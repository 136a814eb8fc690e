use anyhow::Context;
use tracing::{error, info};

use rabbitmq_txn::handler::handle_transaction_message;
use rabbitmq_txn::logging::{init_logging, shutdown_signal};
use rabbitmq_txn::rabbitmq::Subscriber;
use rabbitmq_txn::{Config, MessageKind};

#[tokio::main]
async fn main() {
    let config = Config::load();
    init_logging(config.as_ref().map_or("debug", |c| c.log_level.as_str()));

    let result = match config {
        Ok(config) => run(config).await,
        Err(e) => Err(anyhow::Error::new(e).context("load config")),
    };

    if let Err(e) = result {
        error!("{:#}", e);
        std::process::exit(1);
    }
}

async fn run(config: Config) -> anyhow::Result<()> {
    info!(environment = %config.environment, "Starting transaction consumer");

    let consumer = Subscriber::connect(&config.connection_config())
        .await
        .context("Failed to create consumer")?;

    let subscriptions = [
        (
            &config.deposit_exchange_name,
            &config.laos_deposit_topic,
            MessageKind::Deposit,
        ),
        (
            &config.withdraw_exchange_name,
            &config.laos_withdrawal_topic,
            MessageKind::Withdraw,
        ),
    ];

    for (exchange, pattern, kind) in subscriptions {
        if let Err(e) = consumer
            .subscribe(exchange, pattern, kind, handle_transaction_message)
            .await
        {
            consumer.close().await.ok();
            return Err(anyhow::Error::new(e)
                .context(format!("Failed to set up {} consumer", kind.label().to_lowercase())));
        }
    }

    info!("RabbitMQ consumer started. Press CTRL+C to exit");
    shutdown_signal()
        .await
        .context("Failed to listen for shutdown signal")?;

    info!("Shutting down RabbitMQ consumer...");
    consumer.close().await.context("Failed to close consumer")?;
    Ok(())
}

Task directions » When the string "async" appears in a line of the records above, that line is to be copied.

Answer section »
async fn main() {
async fn run(config: Config) -> anyhow::Result<()> {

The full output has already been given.